> **PROBLEM STATEMENT**
Give again the entries below exactly, beginning at the first line and ending at the line with "expects in the".

Dataset items

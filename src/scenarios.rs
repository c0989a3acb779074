//! Named demo scenarios and their variable substitutions.
//!
//! Each scenario binds a contract template to the storage-container names
//! the template expects. The orchestrator folds these variables into every
//! step environment once a session selects a scenario.

use std::collections::HashMap;
use std::fmt;
use std::str::FromStr;

use serde::{Deserialize, Serialize};

#[derive(Debug, Clone, Copy, PartialEq, Eq, Hash, Serialize, Deserialize)]
#[serde(rename_all = "kebab-case")]
pub enum Scenario {
    Brats,
    Covid,
    CreditRisk,
}

impl Scenario {
    pub const ALL: [Scenario; 3] = [Scenario::Brats, Scenario::Covid, Scenario::CreditRisk];

    pub fn as_str(&self) -> &'static str {
        match self {
            Scenario::Brats => "brats",
            Scenario::Covid => "covid",
            Scenario::CreditRisk => "credit-risk",
        }
    }

    pub fn display_name(&self) -> &'static str {
        match self {
            Scenario::Brats => "BraTS (Brain Tumor Segmentation)",
            Scenario::Covid => "COVID-19",
            Scenario::CreditRisk => "Credit Risk Assessment",
        }
    }

    pub fn description(&self) -> &'static str {
        match self {
            Scenario::Brats => {
                "Medical imaging scenario with 4 data providers sharing brain MRI scans \
                 for tumor segmentation model training."
            }
            Scenario::Covid => {
                "Population-scale disease surveillance scenario combining ICMR, CoWIN and \
                 hospitalization data for COVID-19 pandemic response analytics."
            }
            Scenario::CreditRisk => {
                "Financial services scenario with multiple banks and bureaus collaborating \
                 on credit risk models."
            }
        }
    }

    /// Contract template file under `quick-demos/`.
    pub fn template(&self) -> &'static str {
        match self {
            Scenario::Brats => "brats-contract-template.json",
            Scenario::Covid => "covid-contract-template.json",
            Scenario::CreditRisk => "credit-risk-contract-template.json",
        }
    }

    /// Variable substitutions the scenario's template expects in the
    /// environment (consumed by envsubst inside the setup scripts).
    pub fn variables(&self) -> HashMap<String, String> {
        let pairs: &[(&str, &str)] = match self {
            Scenario::Brats => &[
                ("AZURE_BRATS_A_CONTAINER_NAME", "bratsacontainer"),
                ("AZURE_BRATS_B_CONTAINER_NAME", "bratsbcontainer"),
                ("AZURE_BRATS_C_CONTAINER_NAME", "bratsccontainer"),
                ("AZURE_BRATS_D_CONTAINER_NAME", "bratsdcontainer"),
            ],
            Scenario::Covid => &[
                ("AZURE_ICMR_CONTAINER_NAME", "icmrcontainer"),
                ("AZURE_COWIN_CONTAINER_NAME", "cowincontainer"),
                ("AZURE_INDEX_CONTAINER_NAME", "indexcontainer"),
            ],
            Scenario::CreditRisk => &[
                ("AZURE_BANK_A_CONTAINER_NAME", "bankacontainer"),
                ("AZURE_BANK_B_CONTAINER_NAME", "bankbcontainer"),
                ("AZURE_BUREAU_CONTAINER_NAME", "bureaucontainer"),
                ("AZURE_FINTECH_CONTAINER_NAME", "fintechcontainer"),
            ],
        };
        pairs
            .iter()
            .map(|(k, v)| (k.to_string(), v.to_string()))
            .collect()
    }
}

impl fmt::Display for Scenario {
    fn fmt(&self, f: &mut fmt::Formatter<'_>) -> fmt::Result {
        f.write_str(self.as_str())
    }
}

impl FromStr for Scenario {
    type Err = String;

    fn from_str(s: &str) -> Result<Self, Self::Err> {
        match s {
            "brats" => Ok(Scenario::Brats),
            "covid" => Ok(Scenario::Covid),
            "credit-risk" => Ok(Scenario::CreditRisk),
            other => Err(format!(
                "unknown scenario '{other}' (expected one of: brats, covid, credit-risk)"
            )),
        }
    }
}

> **OUTPUT OF THE TASK**
filename src/scenarios.rs
repository c0989a3acb779074
//! Named demo scenarios and their variable substitutions.
//!
//! Each scenario binds a contract template to the storage-container names
//! the template expects. The orchestrator folds these variables into every
//! step environment once a session selects a scenario.

use std::collections::HashMap;
use std::fmt;
use std::str::FromStr;

use serde::{Deserialize, Serialize};

#[derive(Debug, Clone, Copy, PartialEq, Eq, Hash, Serialize, Deserialize)]
#[serde(rename_all = "kebab-case")]
pub enum Scenario {
    Brats,
    Covid,
    CreditRisk,
}

impl Scenario {
    pub const ALL: [Scenario; 3] = [Scenario::Brats, Scenario::Covid, Scenario::CreditRisk];

    pub fn as_str(&self) -> &'static str {
        match self {
            Scenario::Brats => "brats",
            Scenario::Covid => "covid",
            Scenario::CreditRisk => "credit-risk",
        }
    }

    pub fn display_name(&self) -> &'static str {
        match self {
            Scenario::Brats => "BraTS (Brain Tumor Segmentation)",
            Scenario::Covid => "COVID-19",
            Scenario::CreditRisk => "Credit Risk Assessment",
        }
    }

    pub fn description(&self) -> &'static str {
        match self {
            Scenario::Brats => {
                "Medical imaging scenario with 4 data providers sharing brain MRI scans \
                 for tumor segmentation model training."
            }
            Scenario::Covid => {
                "Population-scale disease surveillance scenario combining ICMR, CoWIN and \
                 hospitalization data for COVID-19 pandemic response analytics."
            }
            Scenario::CreditRisk => {
                "Financial services scenario with multiple banks and bureaus collaborating \
                 on credit risk models."
            }
        }
    }

    /// Contract template file under `quick-demos/`.
    pub fn template(&self) -> &'static str {
        match self {
            Scenario::Brats => "brats-contract-template.json",
            Scenario::Covid => "covid-contract-template.json",
            Scenario::CreditRisk => "credit-risk-contract-template.json",
        }
    }

    /// Variable substitutions the scenario's template expects in the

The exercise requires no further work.